TASK TO COMPLETE
The entries below are to be retyped exactly. Preserve every word.
--- START ---
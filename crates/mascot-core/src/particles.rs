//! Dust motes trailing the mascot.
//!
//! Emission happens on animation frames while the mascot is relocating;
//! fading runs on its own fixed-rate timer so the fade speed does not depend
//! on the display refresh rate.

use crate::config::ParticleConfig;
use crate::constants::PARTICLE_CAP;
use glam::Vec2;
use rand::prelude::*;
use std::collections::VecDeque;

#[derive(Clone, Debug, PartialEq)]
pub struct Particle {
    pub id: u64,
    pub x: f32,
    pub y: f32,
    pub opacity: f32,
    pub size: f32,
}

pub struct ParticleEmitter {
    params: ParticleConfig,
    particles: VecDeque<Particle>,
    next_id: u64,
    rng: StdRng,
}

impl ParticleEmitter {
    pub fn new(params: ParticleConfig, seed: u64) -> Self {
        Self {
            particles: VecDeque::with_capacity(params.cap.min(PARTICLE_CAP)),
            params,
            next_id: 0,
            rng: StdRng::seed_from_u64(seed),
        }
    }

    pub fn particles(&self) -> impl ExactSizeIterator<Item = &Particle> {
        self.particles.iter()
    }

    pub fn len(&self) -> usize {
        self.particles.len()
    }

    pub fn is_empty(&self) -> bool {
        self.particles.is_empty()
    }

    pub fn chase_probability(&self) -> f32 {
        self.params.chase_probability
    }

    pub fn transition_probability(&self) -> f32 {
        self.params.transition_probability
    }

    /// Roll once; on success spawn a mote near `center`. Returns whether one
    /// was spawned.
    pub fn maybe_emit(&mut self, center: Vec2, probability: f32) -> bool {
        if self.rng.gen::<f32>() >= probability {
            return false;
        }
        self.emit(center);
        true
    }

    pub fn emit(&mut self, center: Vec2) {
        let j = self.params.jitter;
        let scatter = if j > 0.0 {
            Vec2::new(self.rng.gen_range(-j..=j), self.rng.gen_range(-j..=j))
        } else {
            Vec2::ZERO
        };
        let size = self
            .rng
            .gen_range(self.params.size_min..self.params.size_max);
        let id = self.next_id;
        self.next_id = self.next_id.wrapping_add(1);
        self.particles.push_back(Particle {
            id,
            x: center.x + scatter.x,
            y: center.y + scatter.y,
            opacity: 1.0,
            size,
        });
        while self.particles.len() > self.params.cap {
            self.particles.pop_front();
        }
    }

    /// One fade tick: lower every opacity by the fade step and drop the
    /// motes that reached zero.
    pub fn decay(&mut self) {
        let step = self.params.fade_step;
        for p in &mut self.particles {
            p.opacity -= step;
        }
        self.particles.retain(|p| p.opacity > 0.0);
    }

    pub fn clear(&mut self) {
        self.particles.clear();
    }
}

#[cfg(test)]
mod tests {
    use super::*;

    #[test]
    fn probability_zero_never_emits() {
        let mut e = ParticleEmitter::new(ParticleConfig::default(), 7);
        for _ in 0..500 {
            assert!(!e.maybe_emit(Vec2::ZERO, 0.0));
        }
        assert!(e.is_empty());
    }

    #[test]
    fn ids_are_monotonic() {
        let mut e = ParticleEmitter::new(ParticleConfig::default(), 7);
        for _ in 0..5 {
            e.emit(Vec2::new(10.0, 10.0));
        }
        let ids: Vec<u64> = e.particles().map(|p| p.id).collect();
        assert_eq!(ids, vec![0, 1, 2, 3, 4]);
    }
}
--- END ---
RESULT FOR THIS TASK
filename crates/mascot-core/src/particles.rs
//! Dust motes trailing the mascot.
//!
//! Emission happens on animation frames while the mascot is relocating;
//! fading runs on its own fixed-rate timer so the fade speed does not depend
//! on the display refresh rate.

use crate::config::ParticleConfig;
use crate::constants::PARTICLE_CAP;
use glam::Vec2;
use rand::prelude::*;
use std::collections::VecDeque;

#[derive(Clone, Debug, PartialEq)]
pub struct Particle {
    pub id: u64,
    pub x: f32,
    pub y: f32,
    pub opacity: f32,
    pub size: f32,
}

pub struct ParticleEmitter {
    params: ParticleConfig,
    particles: VecDeque<Particle>,
    next_id: u64,
    rng: StdRng,
}

impl ParticleEmitter {
    pub fn new(params: ParticleConfig, seed: u64) -> Self {
        Self {
            particles: VecDeque::with_capacity(params.cap.min(PARTICLE_CAP)),
            params,
            next_id: 0,
            rng: StdRng::seed_from_u64(seed),
        }
    }

    pub fn particles(&self) -> impl ExactSizeIterator<Item = &Particle> {
        self.particles.iter()
    }

    pub fn len(&self) -> usize {
        self.particles.len()
    }

    pub fn is_empty(&self) -> bool {
        self.particles.is_empty()
    }

    pub fn chase_probability(&self) -> f32 {
        self.params.chase_probability
    }

    pub fn transition_probability(&self) -> f32 {
        self.params.transition_probability
    }

    /// Roll once; on success spawn a mote near `center`. Returns whether one
    /// was spawned.
    pub fn maybe_emit(&mut self, center: Vec2, probability: f32) -> bool {
        if self.rng.gen::<f32>() >= probability {
            return false;
        }
        self.emit(center);
        true
    }

    pub fn emit(&mut self, center: Vec2) {
        let j = self.params.jitter;
        let scatter = if j > 0.0 {
            Vec2::new(self.rng.gen_range(-j..=j), self.rng.gen_range(-j..=j))
        } else {
            Vec2::ZERO
        };
        let size = self
            .rng
            .gen_range(self.params.size_min..self.params.size_max);
        let id = self.next_id;
        self.next_id = self.next_id.wrapping_add(1);
        self.particles.push_back(Particle {
            id,
            x: center.x + scatter.x,
            y: center.y + scatter.y,
            opacity: 1.0,
            size,
        });
        while self.particles.len() > self.params.cap {
            self.particles.pop_front();
        }
    }

    /// One fade tick: lower every opacity by the fade step and drop the
    /// motes that reached zero.
    pub fn decay(&mut self) {
        let step = self.params.fade_step;
        for p in &mut self.particles {
            p.opacity -= step;
        }
        self.particles.retain(|p| p.opacity > 0.0);
    }

    pub fn clear(&mut self) {
        self.particles.clear();
    }
}

#[cfg(test)]
mod tests {
    use super::*;

    #[test]
    fn probability_zero_never_emits() {
        let mut e = ParticleEmitter::new(ParticleConfig::default(), 7);
        for _ in 0..500 {
            assert!(!e.maybe_emit(Vec2::ZERO, 0.0));
        }
        assert!(e.is_empty());
    }

    #[test]
    fn ids_are_monotonic() {
        let mut e = ParticleEmitter::new(ParticleConfig::default(), 7);
        for _ in 0..5 {
            e.emit(Vec2::new(10.0, 10.0));
        }
        let ids: Vec<u64> = e.particles().map(|p| p.id).collect();
        assert_eq!(ids, vec![0, 1, 2, 3, 4]);
    }
}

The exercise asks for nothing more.